One example is to slide the restraining sheath over the stent device in order to expose the stent device. The frictional forces between the stent device and the restraining sheath can be great, particularly as the stent device becomes more highly crimped, which causes increased radial forces straining on the sheath as it slides over the stent device. Similarly, a longer stent device will have greater frictional contact with the restraining sheath. This latter contributor to the frictional forces between the restraining sheath and the stent device is important in applications where stent devices have lengths greater than 200 mm and up to 300 mm or more. A pull member, extending proximally to a handle of the delivery device, is generally used to retract the outer sheath by pulling on it to move the outer sheath relative to the stent device to expose the stent device. One example of this form of release of the stent device can be found from WO 2004/096091. The high frictional forces involved in dragging the restraining sheath over the stent device can be damaging to the stent device and can make the pull force required to move the restraining sheath undesirably high.
Another example of a general way to release a stent device is to tear the restraining sheath axially along the stent device, thereby releasing the stent device to radially expand. One or more perforation lines can be provided in combination with a pull member running adjacent the perforation line or lines. As the pull member is pulled, the restraining sheath is torn at the perforation line to radially release the stent device. We found U.S. Pat. No. 5,246,452, US 2008/0243224 and WO 99/53865 to be interesting example disclosures of such technology. Also known is the tearing of the restraining sheath by using a pull member to cut therethrough, such as with a wire pull member that is able to slice through the restraining sheath. An interesting example of this kind of technology is disclosed in EP 0732087. One difficulty with such release mechanisms is that all or a part of the restraining sheath remains between the stent device and a wall of the bodily lumen.

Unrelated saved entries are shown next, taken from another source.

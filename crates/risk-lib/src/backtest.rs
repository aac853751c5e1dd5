//! Model backtesting
//!
//! Scores a labeled set with the current model and reports ranking quality:
//! pairwise AUC, precision over the top-K riskiest rows, and the share of
//! incidents those K rows capture.

use crate::models::TrainingRow;
use crate::predictor::RiskScorer;
use serde::{Deserialize, Serialize};

/// Ranking metrics over one labeled set
#[derive(Debug, Clone, Copy, PartialEq, Default, Serialize, Deserialize)]
#[serde(rename_all = "camelCase")]
pub struct BacktestReport {
    pub auc: f64,
    pub precision_at_k: f64,
    pub recall_incidents: f64,
    pub support: usize,
}

/// Evaluate `scorer` against labeled rows
pub fn backtest<S: RiskScorer + ?Sized>(scorer: &S, rows: &[TrainingRow], top_k: usize) -> BacktestReport {
    if rows.is_empty() {
        return BacktestReport::default();
    }

    let scored: Vec<(f64, bool)> = rows
        .iter()
        .map(|r| (scorer.risk_score(&r.row.values()), r.is_positive()))
        .collect();

    let (auc, total_positives) = pairwise_auc(&scored);
    let (precision_at_k, recall_incidents) = top_k_metrics(&scored, top_k, total_positives);

    BacktestReport {
        auc,
        precision_at_k,
        recall_incidents,
        support: rows.len(),
    }
}

/// AUC as the fraction of (positive, negative) pairs ranked correctly
///
/// Ties earn half credit. Returns 0 when either class is empty, along with
/// the number of positives. O(P·N); a rank-sum formulation gives the same
/// value in O(n log n) if backtest sets grow large.
pub fn pairwise_auc(scored: &[(f64, bool)]) -> (f64, usize) {
    let positives: Vec<f64> = scored.iter().filter(|(_, y)| *y).map(|(s, _)| *s).collect();
    let negatives: Vec<f64> = scored.iter().filter(|(_, y)| !*y).map(|(s, _)| *s).collect();

    if positives.is_empty() || negatives.is_empty() {
        return (0.0, positives.len());
    }

    let mut credit = 0.0;
    for p in &positives {
        for n in &negatives {
            if p > n {
                credit += 1.0;
            } else if p == n {
                credit += 0.5;
            }
        }
    }

    let pairs = positives.len() as f64 * negatives.len() as f64;
    (credit / pairs, positives.len())
}

/// Precision and recall over the `top_k` highest scores
fn top_k_metrics(scored: &[(f64, bool)], top_k: usize, total_positives: usize) -> (f64, f64) {
    let mut ranked: Vec<&(f64, bool)> = scored.iter().collect();
    ranked.sort_by(|a, b| b.0.partial_cmp(&a.0).unwrap_or(std::cmp::Ordering::Equal));

    let k = top_k.min(ranked.len());
    if k == 0 {
        return (0.0, 0.0);
    }
    let hits = ranked[..k].iter().filter(|(_, y)| *y).count();

    let precision = hits as f64 / k as f64;
    let recall = if total_positives == 0 {
        0.0
    } else {
        hits as f64 / total_positives as f64
    };
    (precision, recall)
}

#[cfg(test)]
mod tests {
    use super::*;
    use crate::models::{FeatureKey, FeatureRow, FeatureValues};
    use chrono::Utc;

    /// Scores rows by their error rate alone
    struct ErrorRateScorer;

    impl RiskScorer for ErrorRateScorer {
        fn bias(&self) -> f64 {
            0.0
        }

        fn contributions(&self, features: &FeatureValues) -> FeatureValues {
            let mut out = FeatureValues::zeros();
            out[FeatureKey::ErrorRate] = features[FeatureKey::ErrorRate];
            out
        }
    }

    fn labeled(error_rate: f64, label: u8) -> TrainingRow {
        TrainingRow {
            row: FeatureRow {
                service: "svc".to_string(),
                route: "/r".to_string(),
                bucket_start: Utc::now(),
                error_rate,
                p95_latency_ms: 0.0,
                p99_latency_ms: 0.0,
                avg_memory_mb: 0.0,
                avg_cpu_pct: 0.0,
                retries_rate: 0.0,
                timeout_rate: 0.0,
                total_requests: 1,
            },
            label,
        }
    }

    #[test]
    fn test_pairwise_auc_perfect_and_inverted() {
        let perfect = [(0.9, true), (0.8, true), (0.2, false), (0.1, false)];
        assert_eq!(pairwise_auc(&perfect), (1.0, 2));

        let inverted = [(0.1, true), (0.9, false)];
        assert_eq!(pairwise_auc(&inverted).0, 0.0);
    }

    #[test]
    fn test_pairwise_auc_ties_get_half_credit() {
        let tied = [(0.5, true), (0.5, false)];
        assert_eq!(pairwise_auc(&tied).0, 0.5);

        let mixed = [(0.7, true), (0.5, true), (0.5, false)];
        assert_eq!(pairwise_auc(&mixed).0, 0.75);
    }

    #[test]
    fn test_pairwise_auc_single_class() {
        assert_eq!(pairwise_auc(&[(0.4, true), (0.6, true)]), (0.0, 2));
        assert_eq!(pairwise_auc(&[(0.4, false)]), (0.0, 0));
    }

    #[test]
    fn test_empty_backtest_is_all_zero() {
        let report = backtest(&ErrorRateScorer, &[], 20);
        assert_eq!(report, BacktestReport::default());
        assert_eq!(report.support, 0);
    }

    #[test]
    fn test_precision_and_recall_at_k() {
        let rows = vec![
            labeled(0.9, 1),
            labeled(0.8, 0),
            labeled(0.7, 1),
            labeled(0.1, 0),
            labeled(0.05, 1),
        ];

        let report = backtest(&ErrorRateScorer, &rows, 2);

        assert_eq!(report.support, 5);
        assert_eq!(report.precision_at_k, 0.5);
        assert!((report.recall_incidents - 1.0 / 3.0).abs() < 1e-12);
    }

    #[test]
    fn test_top_k_beyond_support() {
        let rows = vec![labeled(0.9, 1), labeled(0.2, 0), labeled(0.3, 0), labeled(0.6, 1)];

        let report = backtest(&ErrorRateScorer, &rows, 100);

        // precision equals the base rate, recall is complete
        assert_eq!(report.precision_at_k, 0.5);
        assert_eq!(report.recall_incidents, 1.0);
        assert_eq!(report.auc, 1.0);
    }

    #[test]
    fn test_no_positives_zero_recall() {
        let rows = vec![labeled(0.9, 0), labeled(0.2, 0)];
        let report = backtest(&ErrorRateScorer, &rows, 1);
        assert_eq!(report.precision_at_k, 0.0);
        assert_eq!(report.recall_incidents, 0.0);
        assert_eq!(report.auc, 0.0);
    }
}
//! Observability infrastructure for the risk engine
//!
//! Provides:
//! - Prometheus metrics (buffer occupancy, ETL/training latency, model and backtest quality)
//! - Structured JSON logging with tracing

use crate::backtest::BacktestReport;
use crate::etl::EtlReport;
use crate::predictor::TrainingReport;
use crate::telemetry::IngestReport;
use prometheus::{
    register_gauge, register_histogram, register_int_counter, register_int_gauge, Encoder, Gauge,
    Histogram, IntCounter, IntGauge, TextEncoder,
};
use std::sync::OnceLock;
use tracing::{info, warn};

/// Histogram buckets for ETL and training latency (in seconds)
const LATENCY_BUCKETS: &[f64] = &[
    0.0005, 0.001, 0.0025, 0.005, 0.01, 0.025, 0.05, 0.1, 0.25, 0.5, 1.0, 2.5, 5.0,
];

/// Global metrics instance (registered once)
static GLOBAL_METRICS: OnceLock<EngineMetricsInner> = OnceLock::new();

struct EngineMetricsInner {
    buffer_events: IntGauge,
    evicted_events: IntCounter,
    feature_rows: IntGauge,
    etl_latency_seconds: Histogram,
    training_latency_seconds: Histogram,
    training_rows: IntGauge,
    training_positives: IntGauge,
    predictions: IntCounter,
    alerts: IntCounter,
    backtest_auc: Gauge,
    backtest_precision_at_k: Gauge,
}

impl EngineMetricsInner {
    fn new() -> Self {
        Self {
            buffer_events: register_int_gauge!(
                "incident_risk_buffer_events",
                "Telemetry events currently held in the buffer"
            )
            .expect("Failed to register buffer_events"),

            evicted_events: register_int_counter!(
                "incident_risk_evicted_events_total",
                "Telemetry events dropped from the buffer at capacity"
            )
            .expect("Failed to register evicted_events"),

            feature_rows: register_int_gauge!(
                "incident_risk_feature_rows",
                "Rows in the feature store after the last ETL run"
            )
            .expect("Failed to register feature_rows"),

            etl_latency_seconds: register_histogram!(
                "incident_risk_etl_latency_seconds",
                "Time spent rebuilding the feature store",
                LATENCY_BUCKETS.to_vec()
            )
            .expect("Failed to register etl_latency_seconds"),

            training_latency_seconds: register_histogram!(
                "incident_risk_training_latency_seconds",
                "Time spent labeling and training the model",
                LATENCY_BUCKETS.to_vec()
            )
            .expect("Failed to register training_latency_seconds"),

            training_rows: register_int_gauge!(
                "incident_risk_training_rows",
                "Labeled rows used by the last training run"
            )
            .expect("Failed to register training_rows"),

            training_positives: register_int_gauge!(
                "incident_risk_training_positives",
                "Positive labels in the last training run"
            )
            .expect("Failed to register training_positives"),

            predictions: register_int_counter!(
                "incident_risk_predictions_total",
                "Total number of risk predictions produced"
            )
            .expect("Failed to register predictions"),

            alerts: register_int_counter!(
                "incident_risk_alerts_total",
                "Total number of preventive alerts raised"
            )
            .expect("Failed to register alerts"),

            backtest_auc: register_gauge!(
                "incident_risk_backtest_auc",
                "AUC of the most recent backtest"
            )
            .expect("Failed to register backtest_auc"),

            backtest_precision_at_k: register_gauge!(
                "incident_risk_backtest_precision_at_k",
                "Precision@K of the most recent backtest"
            )
            .expect("Failed to register backtest_precision_at_k"),
        }
    }
}

/// Engine metrics for Prometheus exposition
///
/// A lightweight handle to the global metrics instance; clones share the
/// same underlying metrics.
#[derive(Clone)]
pub struct EngineMetrics {
    _private: (),
}

impl Default for EngineMetrics {
    fn default() -> Self {
        Self::new()
    }
}

impl EngineMetrics {
    /// Create a new metrics handle (initializes global metrics if needed)
    pub fn new() -> Self {
        GLOBAL_METRICS.get_or_init(EngineMetricsInner::new);
        Self { _private: () }
    }

    fn inner(&self) -> &EngineMetricsInner {
        GLOBAL_METRICS.get_or_init(EngineMetricsInner::new)
    }

    pub fn record_ingest(&self, report: &IngestReport) {
        self.inner().buffer_events.set(report.retained as i64);
        self.inner().evicted_events.inc_by(report.evicted as u64);
    }

    pub fn record_etl(&self, report: &EtlReport, duration_secs: f64) {
        self.inner().etl_latency_seconds.observe(duration_secs);
        self.inner().feature_rows.set(report.generated_rows as i64);
    }

    pub fn record_training(&self, report: &TrainingReport, duration_secs: f64) {
        self.inner().training_latency_seconds.observe(duration_secs);
        self.inner().training_rows.set(report.trained_rows as i64);
        self.inner().training_positives.set(report.positives as i64);
    }

    pub fn inc_predictions(&self, count: usize) {
        self.inner().predictions.inc_by(count as u64);
    }

    pub fn inc_alerts(&self, count: usize) {
        self.inner().alerts.inc_by(count as u64);
    }

    pub fn record_backtest(&self, report: &BacktestReport) {
        self.inner().backtest_auc.set(report.auc);
        self.inner().backtest_precision_at_k.set(report.precision_at_k);
    }

    /// Zero the state gauges after an engine reset; counters keep running
    pub fn record_reset(&self) {
        let inner = self.inner();
        inner.buffer_events.set(0);
        inner.feature_rows.set(0);
        inner.training_rows.set(0);
        inner.training_positives.set(0);
        inner.backtest_auc.set(0.0);
        inner.backtest_precision_at_k.set(0.0);
    }

    /// Render the default registry in the Prometheus text format
    pub fn render(&self) -> String {
        let encoder = TextEncoder::new();
        let metric_families = prometheus::gather();
        let mut buffer = Vec::new();
        if encoder.encode(&metric_families, &mut buffer).is_err() {
            return String::new();
        }
        String::from_utf8(buffer).unwrap_or_default()
    }
}

/// Structured logger for engine events
///
/// Provides consistent event-tagged logging for ingestion, training and
/// alerting so that JSON output can be filtered by `event`.
#[derive(Clone)]
pub struct StructuredLogger {
    instance: String,
}

impl StructuredLogger {
    pub fn new(instance: impl Into<String>) -> Self {
        Self {
            instance: instance.into(),
        }
    }

    pub fn instance(&self) -> &str {
        &self.instance
    }

    /// Log engine startup
    pub fn log_startup(&self, version: &str, buffer_capacity: usize) {
        info!(
            event = "engine_started",
            instance = %self.instance,
            version = %version,
            buffer_capacity = buffer_capacity,
            "Incident risk engine started"
        );
    }

    /// Log engine shutdown
    pub fn log_shutdown(&self, reason: &str) {
        info!(
            event = "engine_shutdown",
            instance = %self.instance,
            reason = %reason,
            "Incident risk engine shutting down"
        );
    }

    pub fn log_ingest(&self, report: &IngestReport) {
        if report.evicted > 0 {
            warn!(
                event = "telemetry_ingested",
                instance = %self.instance,
                ingested = report.ingested,
                retained = report.retained,
                evicted = report.evicted,
                "Telemetry buffer at capacity, oldest events evicted"
            );
        } else {
            info!(
                event = "telemetry_ingested",
                instance = %self.instance,
                ingested = report.ingested,
                retained = report.retained,
                "Telemetry ingested"
            );
        }
    }

    pub fn log_etl(&self, report: &EtlReport, bucket_minutes: u32, lookback_hours: u32) {
        info!(
            event = "etl_completed",
            instance = %self.instance,
            generated_rows = report.generated_rows,
            bucket_minutes = bucket_minutes,
            lookback_hours = lookback_hours,
            "Feature store rebuilt"
        );
    }

    pub fn log_training(&self, report: &TrainingReport, epochs: u32) {
        if report.trained_rows == 0 {
            warn!(
                event = "model_trained",
                instance = %self.instance,
                trained_rows = 0,
                "No labeled rows, model left unchanged"
            );
        } else {
            info!(
                event = "model_trained",
                instance = %self.instance,
                trained_rows = report.trained_rows,
                positives = report.positives,
                epochs = epochs,
                "Model training completed"
            );
        }
    }

    pub fn log_backtest(&self, report: &BacktestReport) {
        info!(
            event = "backtest_completed",
            instance = %self.instance,
            auc = report.auc,
            precision_at_k = report.precision_at_k,
            recall_incidents = report.recall_incidents,
            support = report.support,
            "Backtest completed"
        );
    }

    /// Log an alert evaluation; warns when any alert fired
    pub fn log_alerts(&self, threshold: f64, count: usize) {
        if count > 0 {
            warn!(
                event = "alerts_evaluated",
                instance = %self.instance,
                threshold = threshold,
                count = count,
                "Preventive incident-risk alerts raised"
            );
        } else {
            info!(
                event = "alerts_evaluated",
                instance = %self.instance,
                threshold = threshold,
                count = 0,
                "No streams above alert threshold"
            );
        }
    }

    pub fn log_reset(&self) {
        info!(
            event = "engine_reset",
            instance = %self.instance,
            "Engine state cleared"
        );
    }
}
//! Data pipeline commands: ingest, ETL, training, summary and reset

use anyhow::Result;
use colored::Colorize;
use std::path::Path;
use tabled::Tabled;

use super::read_wrapped_array;
use crate::client::{
    ApiClient, EtlRequest, EtlResponse, IngestResponse, ResetResponse, Summary, TrainRequest,
    TrainingResponse,
};
use crate::output::{
    format_percent, format_timestamp, print_info, print_json, print_success, print_table,
    print_warning, OutputFormat,
};

/// Feature rows shown in table output before truncating
const MAX_TABLE_ROWS: usize = 20;

/// Row for the feature dataset table
#[derive(Tabled)]
struct FeatureTableRow {
    #[tabled(rename = "Service")]
    service: String,
    #[tabled(rename = "Route")]
    route: String,
    #[tabled(rename = "Bucket")]
    bucket_start: String,
    #[tabled(rename = "Requests")]
    total_requests: u64,
    #[tabled(rename = "Errors")]
    error_rate: String,
    #[tabled(rename = "Timeouts")]
    timeout_rate: String,
    #[tabled(rename = "p95 ms")]
    p95_latency_ms: String,
    #[tabled(rename = "CPU")]
    avg_cpu_pct: String,
}

/// Post a telemetry file to the buffer
pub async fn ingest(client: &ApiClient, file: &Path, format: OutputFormat) -> Result<()> {
    let body = read_wrapped_array(file, "events")?;
    let result: IngestResponse = client.post("api/v1/telemetry", &body).await?;

    match format {
        OutputFormat::Json => print_json(&result)?,
        OutputFormat::Table => {
            print_success(&format!(
                "Ingested {} events ({} buffered)",
                result.ingested, result.retained
            ));
            if result.evicted > 0 {
                print_warning(&format!(
                    "Buffer at capacity, {} oldest events evicted",
                    result.evicted
                ));
            }
        }
    }

    Ok(())
}

/// Rebuild the feature store
pub async fn etl(
    client: &ApiClient,
    bucket_minutes: u32,
    lookback_hours: u32,
    format: OutputFormat,
) -> Result<()> {
    let request = EtlRequest {
        bucket_minutes,
        lookback_hours,
    };
    let result: EtlResponse = client.post("api/v1/etl", &request).await?;

    match format {
        OutputFormat::Json => print_json(&result)?,
        OutputFormat::Table => {
            if result.generated_rows == 0 {
                print_warning("No feature rows generated; ingest telemetry inside the lookback window first");
                return Ok(());
            }

            let rows: Vec<FeatureTableRow> = result
                .dataset
                .iter()
                .rev()
                .take(MAX_TABLE_ROWS)
                .map(|r| FeatureTableRow {
                    service: r.service.clone(),
                    route: r.route.clone(),
                    bucket_start: format_timestamp(&r.bucket_start),
                    total_requests: r.total_requests,
                    error_rate: format_percent(r.error_rate),
                    timeout_rate: format_percent(r.timeout_rate),
                    p95_latency_ms: format!("{:.1}", r.p95_latency_ms),
                    avg_cpu_pct: format!("{:.1}%", r.avg_cpu_pct),
                })
                .collect();

            print_table(rows);
            if result.generated_rows > MAX_TABLE_ROWS {
                print_info(&format!(
                    "Showing latest {} of {} rows (use --format json for all)",
                    MAX_TABLE_ROWS, result.generated_rows
                ));
            }
            print_success(&format!("Generated {} feature rows", result.generated_rows));
        }
    }

    Ok(())
}

/// Label the feature store and continue training the model
pub async fn train(client: &ApiClient, request: TrainRequest, format: OutputFormat) -> Result<()> {
    let result: TrainingResponse = client.post("api/v1/train", &request).await?;

    match format {
        OutputFormat::Json => print_json(&result)?,
        OutputFormat::Table => {
            if result.trained_rows == 0 {
                print_warning("No labeled rows available, model unchanged; run etl first");
                return Ok(());
            }
            print_success(&format!(
                "Trained on {} rows ({} positive, {})",
                result.trained_rows,
                result.positives,
                format_percent(result.positives as f64 / result.trained_rows as f64)
            ));
        }
    }

    Ok(())
}

/// Show buffer and feature store counters
pub async fn summary(client: &ApiClient, format: OutputFormat) -> Result<()> {
    let result: Summary = client.get("api/v1/summary").await?;

    match format {
        OutputFormat::Json => print_json(&result)?,
        OutputFormat::Table => {
            println!("{}", "Engine Summary".bold());
            println!("{}", "=".repeat(40));
            println!("Buffered events: {}", result.telemetry.total.to_string().cyan());
            println!("Error rate:      {}", format_percent(result.telemetry.error_rate));
            println!("Timeout rate:    {}", format_percent(result.telemetry.timeout_rate));
            println!("Feature rows:    {}", result.feature_rows.to_string().cyan());
        }
    }

    Ok(())
}

/// Clear all engine state
pub async fn reset(client: &ApiClient, format: OutputFormat) -> Result<()> {
    let result: ResetResponse = client.post("api/v1/reset", &serde_json::json!({})).await?;

    match format {
        OutputFormat::Json => print_json(&result)?,
        OutputFormat::Table => print_success("Engine reset: telemetry, features and model cleared"),
    }

    Ok(())
}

This may not be desirable in terms of properly engaging the stent device with the wall of the bodily lumen and may be disadvantageous in so far as it only allows certain materials to be used for the restraining sheath, which are long-term biocompatible.
Accordingly, it is an objective of the present invention to provide a mechanism for releasing a stent device from a restraining sheath that removes the restraining sheath from between the stent device and a wall of the vascular lumen and also allows a relatively low pulling force in carrying out the stent device release.